== INFORMATION PROVIDED ==
☆ ☆ ☆ ☆ ☆

//! Unit tests for incompatible operator detection

#[cfg(test)]
mod tests {
    use super::super::incompatible::*;
    use crate::controller::conditions::{CONDITION_STATUS_FALSE, CONDITION_STATUS_TRUE};
    use crate::controller::version::parse_tolerant;
    use crate::crd::extension::{
        BundleMetadata, ClusterExtensionInstallStatus, ClusterExtensionRevisionSpec,
        ClusterExtensionSpec, ClusterExtensionStatus, BUNDLE_NAME_ANNOTATION,
        BUNDLE_PROPERTIES_ANNOTATION, REVISION_OWNER_NAME_LABEL,
    };
    use crate::crd::{ClusterExtension, ClusterExtensionRevision};
    use crate::error::Error;
    use base64::{engine::general_purpose::STANDARD, Engine as _};
    use flate2::{write::GzEncoder, Compression};
    use k8s_openapi::api::core::v1::Secret;
    use k8s_openapi::ByteString;
    use serde_json::json;
    use std::collections::BTreeMap;
    use std::io::Write;
    use std::sync::Arc;

    const MAX_417: &str = r#"[{"type":"olm.maxOpenShiftVersion","value":"4.17"}]"#;
    const MAX_419: &str = r#"[{"type":"olm.maxOpenShiftVersion","value":4.19}]"#;

    fn record(bundle: &str, properties: &str) -> ExtensionRecord {
        ExtensionRecord {
            extension_name: format!("{bundle}-ext"),
            bundle_name: bundle.to_string(),
            properties: properties.to_string(),
        }
    }

    fn release_payload(name: &str, version: i64, bundle: &str, properties: &str) -> Vec<u8> {
        let release = json!({
            "name": name,
            "version": version,
            "info": { "status": "deployed" },
            "chart": {
                "metadata": {
                    "name": name,
                    "annotations": { BUNDLE_PROPERTIES_ANNOTATION: properties }
                }
            },
            "labels": { BUNDLE_NAME_ANNOTATION: bundle }
        });
        let mut encoder = GzEncoder::new(Vec::new(), Compression::default());
        encoder
            .write_all(release.to_string().as_bytes())
            .unwrap();
        STANDARD.encode(encoder.finish().unwrap()).into_bytes()
    }

    fn helm_secret(name: &str, version: i64, status: &str, payload: Vec<u8>) -> Arc<Secret> {
        let mut secret = Secret::default();
        secret.metadata.name = Some(format!("sh.helm.release.v1.{name}.v{version}"));
        secret.metadata.labels = Some(BTreeMap::from([
            ("owner".to_string(), "helm".to_string()),
            ("name".to_string(), name.to_string()),
            ("version".to_string(), version.to_string()),
            ("status".to_string(), status.to_string()),
        ]));
        secret.data = Some(BTreeMap::from([(
            "release".to_string(),
            ByteString(payload),
        )]));
        Arc::new(secret)
    }

    fn revision(
        owner: &str,
        number: i64,
        state: &str,
        bundle: &str,
        properties: &str,
    ) -> Arc<ClusterExtensionRevision> {
        let mut rev = ClusterExtensionRevision::new(
            &format!("{owner}-{number}"),
            ClusterExtensionRevisionSpec {
                revision: number,
                lifecycle_state: state.to_string(),
            },
        );
        rev.metadata.labels = Some(BTreeMap::from([(
            REVISION_OWNER_NAME_LABEL.to_string(),
            owner.to_string(),
        )]));
        rev.metadata.annotations = Some(BTreeMap::from([
            (BUNDLE_NAME_ANNOTATION.to_string(), bundle.to_string()),
            (BUNDLE_PROPERTIES_ANNOTATION.to_string(), properties.to_string()),
        ]));
        Arc::new(rev)
    }

    #[test]
    fn test_operator_capped_at_current_minor_blocks_upgrade() {
        let current = parse_tolerant("4.17.3").unwrap();
        let condition = evaluate(&[record("foo.v1.0.0", MAX_417)], &[], &current);

        assert_eq!(condition.type_, CONDITION_TYPE_INSTALLED_OPERATORS_UPGRADEABLE);
        assert_eq!(condition.status, CONDITION_STATUS_FALSE);
        assert_eq!(condition.reason, REASON_INCOMPATIBLE_OPERATORS);
        assert!(condition.message.contains("4.18"));
        assert!(condition.message.contains("foo.v1.0.0"));
    }

    #[test]
    fn test_operator_allowing_next_minor_is_upgradeable() {
        let current = parse_tolerant("4.18.0").unwrap();
        let condition = evaluate(&[record("foo.v1.0.0", MAX_419)], &[], &current);
        assert_eq!(condition.status, CONDITION_STATUS_TRUE);
    }

    #[test]
    fn test_no_property_is_upgradeable() {
        let current = parse_tolerant("4.18.0").unwrap();
        let condition = evaluate(&[record("plain.v1", ""), record("other.v2", "[]")], &[], &current);
        assert_eq!(condition.status, CONDITION_STATUS_TRUE);
    }

    #[test]
    fn test_incompatible_bundles_are_sorted_and_take_precedence() {
        let current = parse_tolerant("4.17").unwrap();
        let records = [
            record("zeta.v1", MAX_417),
            record("broken.v1", "not json"),
            record("alpha.v1", MAX_417),
        ];
        let condition = evaluate(&records, &[], &current);
        assert_eq!(condition.reason, REASON_INCOMPATIBLE_OPERATORS);
        assert!(condition.message.ends_with("alpha.v1, zeta.v1"));
    }

    #[test]
    fn test_metadata_failure_is_reported() {
        let current = parse_tolerant("4.18").unwrap();
        let condition = evaluate(
            &[record("broken.v1", "not json")],
            &[Error::ExtensionMetadata("extension x has no bundle name".to_string())],
            &current,
        );
        assert_eq!(condition.status, CONDITION_STATUS_FALSE);
        assert_eq!(condition.reason, REASON_METADATA_FAILURE);
        assert!(condition.message.contains("broken.v1"));
        assert!(condition.message.contains("has no bundle name"));
    }

    #[test]
    fn test_decode_plain_release() {
        let payload = STANDARD.encode(r#"{"name":"foo","version":2}"#).into_bytes();
        let release = decode_helm_release(&payload).unwrap();
        assert_eq!(release.name, "foo");
        assert_eq!(release.version, 2);
    }

    #[test]
    fn test_decode_rejects_garbage() {
        assert!(decode_helm_release(b"%%%").is_err());
        let not_json = STANDARD.encode("nope").into_bytes();
        assert!(decode_helm_release(&not_json).is_err());
    }

    #[test]
    fn test_helm_uses_latest_deployed_release() {
        let secrets = vec![
            helm_secret("foo", 1, "superseded", release_payload("foo", 1, "foo.v1", MAX_417)),
            helm_secret("foo", 2, "deployed", release_payload("foo", 2, "foo.v2", MAX_419)),
            helm_secret("foo", 3, "failed", release_payload("foo", 3, "foo.v3", MAX_417)),
        ];
        let (records, errors) = records_from_helm_secrets(&secrets, &[]);
        assert!(errors.is_empty());
        assert_eq!(records.len(), 1);
        assert_eq!(records[0].extension_name, "foo");
        assert_eq!(records[0].bundle_name, "foo.v2");
        assert_eq!(records[0].properties, MAX_419);
    }

    #[test]
    fn test_helm_bundle_name_falls_back_to_extension_status() {
        let payload = STANDARD
            .encode(r#"{"name":"bar","version":1,"labels":{}}"#)
            .into_bytes();
        let secrets = vec![helm_secret("bar", 1, "deployed", payload)];

        let mut extension = ClusterExtension::new("bar", ClusterExtensionSpec::default());
        extension.status = Some(ClusterExtensionStatus {
            install: Some(ClusterExtensionInstallStatus {
                bundle: BundleMetadata {
                    name: "bar.v0.3.0".to_string(),
                    version: "0.3.0".to_string(),
                },
            }),
        });

        let (records, errors) = records_from_helm_secrets(&secrets, &[Arc::new(extension)]);
        assert!(errors.is_empty());
        assert_eq!(records[0].bundle_name, "bar.v0.3.0");

        let (records, errors) = records_from_helm_secrets(&secrets, &[]);
        assert!(records.is_empty());
        assert_eq!(errors.len(), 1);
    }

    #[test]
    fn test_revisions_use_highest_active_revision() {
        let revisions = vec![
            revision("foo", 1, "Archived", "foo.v1", MAX_417),
            revision("foo", 2, "Active", "foo.v2", MAX_417),
            revision("foo", 3, "Active", "foo.v3", MAX_419),
        ];
        let (records, errors) = records_from_revisions(&revisions, &[]);
        assert!(errors.is_empty());
        assert_eq!(records.len(), 1);
        assert_eq!(records[0].bundle_name, "foo.v3");
    }

    #[test]
    fn test_both_sources_agree() {
        let secrets = vec![
            helm_secret("foo", 1, "deployed", release_payload("foo", 1, "foo.v1", MAX_417)),
            helm_secret("bar", 4, "deployed", release_payload("bar", 4, "bar.v2", MAX_419)),
        ];
        let revisions = vec![
            revision("foo", 1, "Active", "foo.v1", MAX_417),
            revision("bar", 2, "Active", "bar.v2", MAX_419),
        ];
        let (from_helm, helm_errors) = records_from_helm_secrets(&secrets, &[]);
        let (from_revisions, revision_errors) = records_from_revisions(&revisions, &[]);
        assert!(helm_errors.is_empty() && revision_errors.is_empty());
        assert_eq!(from_helm, from_revisions);

        let current = parse_tolerant("4.17.0").unwrap();
        assert_eq!(
            evaluate(&from_helm, &[], &current),
            evaluate(&from_revisions, &[], &current)
        );
    }
}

☆ ☆ ☆ ☆ ☆

Search the data for "ClusterExtensionStatus" and list every line in which it occurs.

== SOLUTION BELOW ==
        ClusterExtensionSpec, ClusterExtensionStatus, BUNDLE_NAME_ANNOTATION,
        extension.status = Some(ClusterExtensionStatus {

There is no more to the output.